Con’s  first attendance at an All-Ireland Pipe Band championship was in Tralee in 1974 and that was followed two years later by the championships in Rathcoole, County Dublin, where Con was on the lookout for Irish bands to travel to Lorient. Since 1976, Con has  attended all of the All-Ireland Pipe Band Championships except for 2003 when he was recovering from an operation, and again in 2023, due to ill health.  

Con has put on record the honour he felt at being elected President at the AGM of the IPBA held in November 1976 and then to be repeatedly re-elected until his retirement. He has on many occasions expressed his appreciation of the many friendships and support he has had from all those associated with pipe bands, and particularly the support and respect from all the national executive committee members throughout the years.
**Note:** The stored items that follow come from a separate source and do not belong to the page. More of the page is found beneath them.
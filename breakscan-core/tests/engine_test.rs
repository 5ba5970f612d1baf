//! Integration tests for the scan engine.
//!
//! Scenarios:
//! 1. Initial breakout fires above the windowed target and exits normally
//! 2. Gap latch + gap-fill re-entry, end-of-series archive
//! 3. Breakdown rule priority (MA cross beats the intraday rules)
//! 4. Three-black-crows vs the mega-cap exemption
//! 5. Intraday high-drop and gap-drop breakdowns
//! 6. Quarterly aggregation round-trip over scan output

use chrono::{Datelike, Duration, NaiveDate, Weekday};
use std::collections::BTreeMap;

use breakscan_core::config::AnalysisConfig;
use breakscan_core::domain::{
    BreakdownKind, BreakoutKind, ClosedEvent, MarketParams, RawBar,
};
use breakscan_core::engine::{scan_series, ScanConfig};
use breakscan_core::error::AnalysisError;
use breakscan_core::preprocess::preprocess_series;
use breakscan_core::quarter::{aggregate_quarters, MarketRegime};

const EPSILON: f64 = 1e-9;

fn ymd(y: i32, m: u32, d: u32) -> NaiveDate {
    NaiveDate::from_ymd_opt(y, m, d).unwrap()
}

/// Consecutive weekdays starting at `start` (weekends skipped, matching a
/// trading calendar).
fn weekday_dates(start: NaiveDate, n: usize) -> Vec<NaiveDate> {
    let mut dates = Vec::with_capacity(n);
    let mut day = start;
    while dates.len() < n {
        if !matches!(day.weekday(), Weekday::Sat | Weekday::Sun) {
            dates.push(day);
        }
        day = day + Duration::days(1);
    }
    dates
}

/// Bars from (open, high, low, close) rows on consecutive weekdays.
fn make_bars(start: NaiveDate, rows: &[(f64, f64, f64, f64)]) -> Vec<RawBar> {
    weekday_dates(start, rows.len())
        .into_iter()
        .zip(rows)
        .map(|(date, &(open, high, low, close))| RawBar {
            date,
            open,
            high,
            low,
            close,
        })
        .collect()
}

/// Target window = first day only, eligibility from the first day.
fn first_day_config(start: NaiveDate) -> ScanConfig {
    ScanConfig {
        target_window_start: start,
        target_window_end: start,
        eligibility_date: start,
    }
}

fn no_cap() -> MarketParams {
    MarketParams::from_market_cap(None)
}

fn scan(
    rows: &[(f64, f64, f64, f64)],
    params: &MarketParams,
    config: &ScanConfig,
    start: NaiveDate,
) -> Vec<ClosedEvent> {
    let series = preprocess_series(&make_bars(start, rows)).unwrap();
    scan_series(&series, params, config).unwrap()
}

// ──────────────────────────────────────────────
// Initial breakout and normal exit
// ──────────────────────────────────────────────

#[test]
fn initial_breakout_fires_and_exits_normally() {
    // Closes 100..103 then a fall-back through the target.
    let start = ymd(2024, 1, 1); // Monday
    let rows = [
        (99.5, 100.0, 99.0, 100.0),
        (100.5, 101.0, 100.0, 101.0),
        (101.5, 102.0, 101.0, 102.0),
        (102.5, 103.0, 102.0, 103.0),
        (97.5, 98.0, 97.0, 98.0),
        (96.5, 97.0, 96.0, 97.0),
    ];
    // Target window spans the first three days: max high = 102.
    let config = ScanConfig {
        target_window_start: start,
        target_window_end: ymd(2024, 1, 3),
        eligibility_date: start,
    };

    let events = scan(&rows, &no_cap(), &config, start);
    assert_eq!(events.len(), 1);

    let ClosedEvent::Breakout(event) = &events[0] else {
        panic!("expected a plain breakout, got {:?}", events[0]);
    };
    assert_eq!(event.kind, BreakoutKind::Initial);
    // Fired on the fourth day: first close above 102.
    assert_eq!(event.start_date, ymd(2024, 1, 4));
    assert_eq!(event.target_price, 102.0);
    assert_eq!(event.buy_price, 103.0);
    // Closed the next day (Thu -> Fri is one weekday step).
    assert_eq!(event.duration, 1);
    // Final amplitude is the exit close vs the target.
    let expected = (98.0 - 102.0) / 102.0 * 100.0;
    assert!((event.max_amplitude - expected).abs() < EPSILON);
}

#[test]
fn close_equal_to_target_does_not_fire() {
    let start = ymd(2024, 1, 1);
    let rows = [
        (99.5, 100.0, 99.0, 100.0),
        (99.6, 100.0, 99.2, 100.0),
        (99.7, 100.0, 99.3, 100.0),
        (99.8, 100.0, 99.4, 100.0),
        (99.9, 100.0, 99.5, 100.0),
    ];
    let events = scan(&rows, &no_cap(), &first_day_config(start), start);
    assert!(events.is_empty());
}

#[test]
fn scan_rejects_short_series() {
    let start = ymd(2024, 1, 1);
    let bars = make_bars(
        start,
        &[
            (99.5, 100.0, 99.0, 100.0),
            (100.5, 101.0, 100.0, 101.0),
            (101.5, 102.0, 101.0, 102.0),
            (102.5, 103.0, 102.0, 103.0),
            (103.5, 104.0, 103.0, 104.0),
        ],
    );
    let mut series = preprocess_series(&bars).unwrap();
    series.truncate(4);
    assert!(matches!(
        scan_series(&series, &no_cap(), &first_day_config(start)),
        Err(AnalysisError::InsufficientData { got: 4, need: 5 })
    ));
}

// ──────────────────────────────────────────────
// Gap-fill re-entry and end-of-series archive
// ──────────────────────────────────────────────

#[test]
fn gap_fill_reentry_after_first_breakout() {
    let start = ymd(2024, 1, 1);
    let rows = [
        (99.5, 100.0, 99.0, 100.0),    // target window day: target = 100
        (100.2, 101.0, 100.0, 101.0),  // initial breakout (101 > 100)
        (99.2, 99.6, 98.8, 99.0),      // normal exit (99 < 100)
        (100.2, 100.8, 100.0, 100.4),  // quiet day, low = 100
        (91.5, 92.0, 90.0, 91.0),      // gap: (100 - 92) / 100 = 8% -> latch 100
        (95.0, 100.6, 94.9, 100.5),    // close 100.5 > 100 -> gap-fill entry
    ];
    let events = scan(&rows, &no_cap(), &first_day_config(start), start);
    assert_eq!(events.len(), 2);

    let ClosedEvent::Breakout(first) = &events[0] else {
        panic!("expected a plain breakout");
    };
    assert_eq!(first.kind, BreakoutKind::Initial);
    assert_eq!(first.duration, 1);

    // The gap-fill entry was still open when the series ended: archived
    // against the final close.
    let ClosedEvent::Breakout(second) = &events[1] else {
        panic!("expected a plain breakout");
    };
    assert_eq!(second.kind, BreakoutKind::GapFill);
    assert_eq!(second.target_price, 100.0);
    assert_eq!(second.buy_price, 100.5);
    assert_eq!(second.start_date, ymd(2024, 1, 8));
    assert_eq!(second.duration, 0);
    assert!((second.max_amplitude - 0.5).abs() < EPSILON);
}

#[test]
fn gap_is_not_latched_before_first_breakout_completes() {
    let start = ymd(2024, 1, 1);
    // A qualifying gap on day 2, but no breakout has ever completed, so
    // the gap-fill path is ineligible and nothing ever fires.
    let rows = [
        (199.0, 200.0, 198.0, 199.0),
        (180.0, 182.0, 178.0, 180.0), // (198 - 182) / 198 = 8.08%
        (185.0, 186.0, 184.0, 185.0),
        (186.0, 187.0, 185.0, 186.0),
        (187.0, 188.0, 186.0, 187.0),
    ];
    let events = scan(&rows, &no_cap(), &first_day_config(start), start);
    assert!(events.is_empty());
}

// ──────────────────────────────────────────────
// Breakdown rules
// ──────────────────────────────────────────────

/// Shared ramp: tiny target so the entry fires on day 2 at close 100 and
/// the event stays above target while closes drift down.
fn declining_rows() -> [(f64, f64, f64, f64); 6] {
    [
        (9.5, 10.0, 9.0, 10.0),        // target = 10
        (99.0, 100.5, 98.0, 100.0),    // initial breakout, day high 100.5
        (94.0, 96.0, 93.5, 95.0),      // fail count 1
        (89.0, 91.0, 88.5, 90.0),      // fail count 2
        (84.0, 86.0, 83.5, 85.0),      // fail count 3
        (86.0, 92.0, 83.0, 84.0),      // MA3 < MA5 and intraday high-drop
    ]
}

#[test]
fn ma_cross_wins_over_simultaneous_intraday_drop() {
    let start = ymd(2024, 1, 1);
    // Mega-cap: the three-crows rule is exempt, so the scan reaches the
    // final day with the event still active. That day satisfies both the
    // MA cross and the intraday high-drop; priority picks the MA cross.
    let params = MarketParams::from_market_cap(Some(400e9));
    let events = scan(&declining_rows(), &params, &first_day_config(start), start);
    assert_eq!(events.len(), 1);

    let ClosedEvent::Breakdown(event) = &events[0] else {
        panic!("expected a breakdown");
    };
    assert_eq!(event.breakdown, BreakdownKind::MaCross);
    assert_eq!(event.breakdown_date, ymd(2024, 1, 8));
    assert_eq!(event.breakdown_price, 84.0);
    assert_eq!(event.duration, 4);
    assert_eq!(event.effective_pct, Some(-16.0));
}

#[test]
fn three_black_crows_fires_for_small_caps() {
    let start = ymd(2024, 1, 1);
    let events = scan(&declining_rows(), &no_cap(), &first_day_config(start), start);
    assert_eq!(events.len(), 1);

    let ClosedEvent::Breakdown(event) = &events[0] else {
        panic!("expected a breakdown");
    };
    // The third consecutive close below the breakout day's high.
    assert_eq!(event.breakdown, BreakdownKind::ThreeBlackCrows);
    assert_eq!(event.breakdown_date, ymd(2024, 1, 5));
    assert_eq!(event.duration, 3);
}

#[test]
fn intraday_high_drop_breakdown() {
    let start = ymd(2024, 1, 1);
    let rows = [
        (9.5, 10.0, 9.0, 10.0),
        (99.0, 100.5, 98.0, 100.0),   // entry at close 100
        (101.0, 102.0, 92.5, 93.0),   // open above prior close, 8.8% off the high
        (93.5, 94.5, 92.0, 94.0),
        (94.0, 95.5, 93.0, 95.0),
    ];
    let events = scan(&rows, &no_cap(), &first_day_config(start), start);
    assert_eq!(events.len(), 1);

    let ClosedEvent::Breakdown(event) = &events[0] else {
        panic!("expected a breakdown");
    };
    assert_eq!(event.breakdown, BreakdownKind::IntradayHighDrop8);
    assert_eq!(event.breakdown_date, ymd(2024, 1, 3));
    assert_eq!(event.breakdown_price, 93.0);
    assert_eq!(event.effective_pct, Some(-7.0));
    assert_eq!(event.duration, 1);
}

#[test]
fn intraday_gap_drop_breakdown() {
    let start = ymd(2024, 1, 1);
    let rows = [
        (9.5, 10.0, 9.0, 10.0),
        (99.0, 100.5, 98.0, 100.0),   // entry at close 100
        (89.0, 89.5, 87.5, 88.0),     // open below prior close, 12% close-to-close
        (88.5, 89.5, 87.0, 89.0),
        (89.0, 90.5, 88.0, 90.0),
    ];
    let events = scan(&rows, &no_cap(), &first_day_config(start), start);
    assert_eq!(events.len(), 1);

    let ClosedEvent::Breakdown(event) = &events[0] else {
        panic!("expected a breakdown");
    };
    assert_eq!(event.breakdown, BreakdownKind::IntradayGapDrop10);
    assert_eq!(event.breakdown_price, 88.0);
    assert_eq!(event.effective_pct, Some(-12.0));
}

#[test]
fn event_still_active_at_series_end_is_archived() {
    let start = ymd(2024, 1, 1);
    let rows = [
        (9.5, 10.0, 9.0, 10.0),
        (99.0, 100.5, 98.0, 100.0),
        (100.0, 101.5, 99.5, 101.0),
        (101.0, 102.5, 100.5, 102.0),
        (102.0, 103.5, 101.5, 103.0),
    ];
    let events = scan(&rows, &no_cap(), &first_day_config(start), start);
    assert_eq!(events.len(), 1);

    let ClosedEvent::Breakout(event) = &events[0] else {
        panic!("expected a plain breakout");
    };
    assert_eq!(event.kind, BreakoutKind::Initial);
    assert_eq!(event.start_date, ymd(2024, 1, 2));
    assert_eq!(event.duration, 3);
    let expected = (103.0 - 10.0) / 10.0 * 100.0;
    assert!((event.max_amplitude - expected).abs() < EPSILON);
}

// ──────────────────────────────────────────────
// Aggregation round-trip
// ──────────────────────────────────────────────

#[test]
fn quarterly_stats_match_scan_output() {
    let start = ymd(2024, 1, 1);
    let params = MarketParams::from_market_cap(Some(400e9));
    let events = scan(&declining_rows(), &params, &first_day_config(start), start);

    let mut config = AnalysisConfig::default();
    config.analysis_start = ymd(2024, 1, 1);
    config.analysis_end = ymd(2024, 12, 31);
    config.regimes = BTreeMap::from([("2024Q1".to_string(), MarketRegime::Trending)]);

    let summaries = aggregate_quarters(&events, &config.analysis_window(), &config.regimes);
    assert_eq!(summaries.len(), 1);

    let q1 = &summaries["2024Q1"];
    assert_eq!(q1.breakout_count, 1);
    assert_eq!(q1.avg_duration, 4.0);
    assert_eq!(q1.breakdown_stats.three_break_five, 1);
    assert_eq!(q1.breakdown_stats.intraday_high_drop8, 0);

    // Round-trip: summed counts equal the events inside the window whose
    // quarter is whitelisted.
    let in_window: usize = events
        .iter()
        .filter(|e| {
            let date = e.relevant_date();
            config.analysis_window().contains(date)
                && config
                    .regimes
                    .contains_key(&breakscan_core::calendar::quarter_label(date))
        })
        .count();
    let summed: usize = summaries.values().map(|s| s.breakout_count).sum();
    assert_eq!(summed, in_window);
}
 In Con’s first year as president in 1977, the RSPBA NI president was W J S Shilliday (RSPBA NI President from 1976 to 1978) and he has fond memories of all who served as RSPBA NI Presidents.

During his time as IPBA President , Con oversaw many important changes and developments within the organisation. One of his first tasks was a new constitution. He proposed that each branch would elect two members to sit on the executive with four further members elected from the floor at the AGM. This was accepted and the constitution was adopted. Con has since overseen many modifications and updates to the constitution and his opinion and guidance on constitutional matters has always been very valued within the membership of the IPBA.        

In the 1980s Con  arranged with RTE (the Irish national broadcaster) to have piping on a folk music programme. RTE were of the opinion that pipe bands were not suitable to play in the broadcasting studio, so a mini band from the Black Raven Pipe from Lusk, County Dublin, recorded with great success.

In 1992 Con went to the St. Patrick’s Day celebrations in Brisbane as a guest of honour of the Queensland Irish Association. The association organised a pipe band reception and he was given a live interview on Australia’s national radio. The following weekend he was invited by the Melbourne Pipe Band to lead their St Patrick’s Day parade alongside the Irish Ambassador to Australia. 

Con has been a wonderful servant to the pipe band scene in Ireland for the past 47 years. Everyone who has ever served with him on the National Executive of the IPBA will say it has been a great privilege to work with him over the years.

His vast knowledge of procedures, pitfalls, protocols, etc. has been invaluable to the IPBA  during his tenure. No matter what the problem was, Con always provided the calm voice and the wise voice at the table.

We have been so fortunate to have a man of his calibre as our President for so many years. We can never thank him enough. Undoubtedly, Con will continue his association with the IPBA in an honorary capacity and he will continue to advise and assist in any way he can.